======== Records to use
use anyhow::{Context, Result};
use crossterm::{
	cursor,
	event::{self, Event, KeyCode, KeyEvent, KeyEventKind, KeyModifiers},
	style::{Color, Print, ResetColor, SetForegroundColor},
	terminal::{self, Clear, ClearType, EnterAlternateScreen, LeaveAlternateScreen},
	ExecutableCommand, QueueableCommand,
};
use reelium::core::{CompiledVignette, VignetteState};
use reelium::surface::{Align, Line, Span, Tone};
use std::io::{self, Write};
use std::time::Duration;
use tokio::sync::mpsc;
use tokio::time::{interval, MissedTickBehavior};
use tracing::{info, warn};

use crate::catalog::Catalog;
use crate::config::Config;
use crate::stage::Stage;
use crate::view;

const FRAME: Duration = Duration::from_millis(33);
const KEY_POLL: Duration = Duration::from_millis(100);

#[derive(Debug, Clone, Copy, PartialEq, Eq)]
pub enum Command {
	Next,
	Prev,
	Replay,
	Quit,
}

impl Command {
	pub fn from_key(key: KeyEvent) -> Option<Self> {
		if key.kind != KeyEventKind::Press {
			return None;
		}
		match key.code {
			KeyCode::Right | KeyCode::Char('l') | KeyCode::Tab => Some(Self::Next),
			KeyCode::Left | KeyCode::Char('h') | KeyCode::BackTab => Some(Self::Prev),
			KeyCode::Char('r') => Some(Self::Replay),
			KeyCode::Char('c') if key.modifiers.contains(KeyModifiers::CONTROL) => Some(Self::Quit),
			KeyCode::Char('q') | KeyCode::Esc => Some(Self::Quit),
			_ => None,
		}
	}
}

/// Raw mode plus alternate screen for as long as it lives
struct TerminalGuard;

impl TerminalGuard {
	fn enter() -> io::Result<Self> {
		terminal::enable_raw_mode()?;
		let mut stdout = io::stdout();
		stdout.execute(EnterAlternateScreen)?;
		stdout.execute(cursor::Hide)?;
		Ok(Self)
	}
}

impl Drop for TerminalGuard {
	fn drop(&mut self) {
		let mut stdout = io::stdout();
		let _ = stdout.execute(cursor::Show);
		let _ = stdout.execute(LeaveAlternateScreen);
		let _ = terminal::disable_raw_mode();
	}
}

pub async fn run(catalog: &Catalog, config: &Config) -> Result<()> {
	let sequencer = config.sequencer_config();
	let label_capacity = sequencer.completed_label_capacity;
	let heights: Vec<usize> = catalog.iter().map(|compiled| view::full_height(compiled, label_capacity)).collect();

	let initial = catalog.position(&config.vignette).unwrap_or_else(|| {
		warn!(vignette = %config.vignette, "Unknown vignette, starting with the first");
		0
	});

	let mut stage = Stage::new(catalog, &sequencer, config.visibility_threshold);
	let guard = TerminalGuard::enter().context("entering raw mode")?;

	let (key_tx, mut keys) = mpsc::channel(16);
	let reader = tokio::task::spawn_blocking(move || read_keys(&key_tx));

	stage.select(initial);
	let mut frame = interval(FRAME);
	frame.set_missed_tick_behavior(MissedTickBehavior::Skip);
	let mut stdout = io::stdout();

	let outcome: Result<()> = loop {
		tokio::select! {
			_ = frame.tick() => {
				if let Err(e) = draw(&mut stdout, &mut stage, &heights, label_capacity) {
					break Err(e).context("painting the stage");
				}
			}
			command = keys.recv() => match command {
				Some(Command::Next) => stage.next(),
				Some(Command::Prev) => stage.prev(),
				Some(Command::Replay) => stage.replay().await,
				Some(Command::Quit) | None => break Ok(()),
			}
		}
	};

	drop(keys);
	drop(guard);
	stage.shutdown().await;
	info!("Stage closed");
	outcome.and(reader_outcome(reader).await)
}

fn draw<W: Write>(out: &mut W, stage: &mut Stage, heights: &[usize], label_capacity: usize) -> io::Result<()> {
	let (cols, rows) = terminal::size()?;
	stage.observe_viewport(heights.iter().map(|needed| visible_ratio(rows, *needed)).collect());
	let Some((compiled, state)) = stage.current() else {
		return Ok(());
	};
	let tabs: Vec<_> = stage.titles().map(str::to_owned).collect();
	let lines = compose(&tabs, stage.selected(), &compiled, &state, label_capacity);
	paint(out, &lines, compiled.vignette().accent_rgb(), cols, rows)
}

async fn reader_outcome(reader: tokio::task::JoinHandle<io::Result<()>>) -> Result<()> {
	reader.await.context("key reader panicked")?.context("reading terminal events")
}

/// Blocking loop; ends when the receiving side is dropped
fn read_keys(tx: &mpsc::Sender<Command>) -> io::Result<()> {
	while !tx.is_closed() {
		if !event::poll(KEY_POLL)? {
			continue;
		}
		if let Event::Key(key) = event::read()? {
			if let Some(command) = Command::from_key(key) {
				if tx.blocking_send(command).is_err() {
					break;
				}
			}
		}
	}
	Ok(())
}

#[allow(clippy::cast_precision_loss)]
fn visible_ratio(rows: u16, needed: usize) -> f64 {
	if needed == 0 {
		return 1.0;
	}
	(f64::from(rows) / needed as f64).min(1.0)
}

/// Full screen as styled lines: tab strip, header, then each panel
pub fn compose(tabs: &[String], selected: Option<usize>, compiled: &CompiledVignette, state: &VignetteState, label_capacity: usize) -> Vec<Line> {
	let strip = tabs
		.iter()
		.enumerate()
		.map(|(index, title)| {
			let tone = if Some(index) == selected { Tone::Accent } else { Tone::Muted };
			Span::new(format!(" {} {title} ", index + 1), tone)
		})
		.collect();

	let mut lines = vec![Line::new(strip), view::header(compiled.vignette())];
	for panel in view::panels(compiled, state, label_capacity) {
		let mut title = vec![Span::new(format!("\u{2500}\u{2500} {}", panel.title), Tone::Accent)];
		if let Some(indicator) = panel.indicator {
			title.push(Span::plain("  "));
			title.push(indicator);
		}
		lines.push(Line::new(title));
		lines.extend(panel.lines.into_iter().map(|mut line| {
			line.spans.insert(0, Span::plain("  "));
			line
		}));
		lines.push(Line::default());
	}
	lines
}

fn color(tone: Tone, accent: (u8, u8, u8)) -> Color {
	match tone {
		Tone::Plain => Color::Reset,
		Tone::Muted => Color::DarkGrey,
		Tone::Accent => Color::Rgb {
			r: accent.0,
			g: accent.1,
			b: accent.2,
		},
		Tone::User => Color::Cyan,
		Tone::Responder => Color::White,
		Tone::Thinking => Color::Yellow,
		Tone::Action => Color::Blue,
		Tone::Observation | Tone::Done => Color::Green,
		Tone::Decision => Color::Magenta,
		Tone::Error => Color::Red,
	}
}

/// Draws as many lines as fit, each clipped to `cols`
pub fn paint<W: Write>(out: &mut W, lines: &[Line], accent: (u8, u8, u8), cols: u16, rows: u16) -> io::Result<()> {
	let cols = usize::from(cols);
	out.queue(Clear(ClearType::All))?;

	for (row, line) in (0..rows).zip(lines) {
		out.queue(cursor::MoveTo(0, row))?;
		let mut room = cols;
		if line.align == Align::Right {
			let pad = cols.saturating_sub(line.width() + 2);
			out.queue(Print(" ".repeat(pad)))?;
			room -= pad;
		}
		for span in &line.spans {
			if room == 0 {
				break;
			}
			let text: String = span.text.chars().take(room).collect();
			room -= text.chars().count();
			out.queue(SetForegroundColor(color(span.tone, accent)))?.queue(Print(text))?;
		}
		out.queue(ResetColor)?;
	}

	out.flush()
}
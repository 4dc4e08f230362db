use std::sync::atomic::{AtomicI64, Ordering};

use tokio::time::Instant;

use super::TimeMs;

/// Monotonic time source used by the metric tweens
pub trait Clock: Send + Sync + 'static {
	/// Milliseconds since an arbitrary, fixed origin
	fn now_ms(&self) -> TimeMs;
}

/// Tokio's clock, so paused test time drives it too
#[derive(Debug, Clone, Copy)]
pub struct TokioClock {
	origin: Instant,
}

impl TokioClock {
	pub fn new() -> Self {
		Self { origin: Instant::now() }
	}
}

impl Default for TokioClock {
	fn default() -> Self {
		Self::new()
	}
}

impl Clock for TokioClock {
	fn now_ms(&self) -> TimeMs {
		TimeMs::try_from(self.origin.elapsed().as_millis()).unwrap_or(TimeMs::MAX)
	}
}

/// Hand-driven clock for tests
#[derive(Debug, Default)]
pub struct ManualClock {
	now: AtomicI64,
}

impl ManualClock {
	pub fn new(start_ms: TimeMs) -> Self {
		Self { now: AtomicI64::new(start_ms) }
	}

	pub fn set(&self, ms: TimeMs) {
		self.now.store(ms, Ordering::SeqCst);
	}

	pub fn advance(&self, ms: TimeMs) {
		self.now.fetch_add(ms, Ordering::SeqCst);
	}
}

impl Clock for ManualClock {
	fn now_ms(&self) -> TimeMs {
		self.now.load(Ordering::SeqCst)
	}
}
================
■ **Work request**
Where the listing above has a line with "as it lives", start there, and output every line exactly through the line with "let tabs: Vec<_>", which is also included.

■ **Answer to the problem**
/// Raw mode plus alternate screen for as long as it lives
struct TerminalGuard;

impl TerminalGuard {
	fn enter() -> io::Result<Self> {
		terminal::enable_raw_mode()?;
		let mut stdout = io::stdout();
		stdout.execute(EnterAlternateScreen)?;
		stdout.execute(cursor::Hide)?;
		Ok(Self)
	}
}

impl Drop for TerminalGuard {
	fn drop(&mut self) {
		let mut stdout = io::stdout();
		let _ = stdout.execute(cursor::Show);
		let _ = stdout.execute(LeaveAlternateScreen);
		let _ = terminal::disable_raw_mode();
	}
}

pub async fn run(catalog: &Catalog, config: &Config) -> Result<()> {
	let sequencer = config.sequencer_config();
	let label_capacity = sequencer.completed_label_capacity;
	let heights: Vec<usize> = catalog.iter().map(|compiled| view::full_height(compiled, label_capacity)).collect();

	let initial = catalog.position(&config.vignette).unwrap_or_else(|| {
		warn!(vignette = %config.vignette, "Unknown vignette, starting with the first");
		0
	});

	let mut stage = Stage::new(catalog, &sequencer, config.visibility_threshold);
	let guard = TerminalGuard::enter().context("entering raw mode")?;

	let (key_tx, mut keys) = mpsc::channel(16);
	let reader = tokio::task::spawn_blocking(move || read_keys(&key_tx));

	stage.select(initial);
	let mut frame = interval(FRAME);
	frame.set_missed_tick_behavior(MissedTickBehavior::Skip);
	let mut stdout = io::stdout();

	let outcome: Result<()> = loop {
		tokio::select! {
			_ = frame.tick() => {
				if let Err(e) = draw(&mut stdout, &mut stage, &heights, label_capacity) {
					break Err(e).context("painting the stage");
				}
			}
			command = keys.recv() => match command {
				Some(Command::Next) => stage.next(),
				Some(Command::Prev) => stage.prev(),
				Some(Command::Replay) => stage.replay().await,
				Some(Command::Quit) | None => break Ok(()),
			}
		}
	};

	drop(keys);
	drop(guard);
	stage.shutdown().await;
	info!("Stage closed");
	outcome.and(reader_outcome(reader).await)
}

fn draw<W: Write>(out: &mut W, stage: &mut Stage, heights: &[usize], label_capacity: usize) -> io::Result<()> {
	let (cols, rows) = terminal::size()?;
	stage.observe_viewport(heights.iter().map(|needed| visible_ratio(rows, *needed)).collect());
	let Some((compiled, state)) = stage.current() else {
		return Ok(());
	};
	let tabs: Vec<_> = stage.titles().map(str::to_owned).collect();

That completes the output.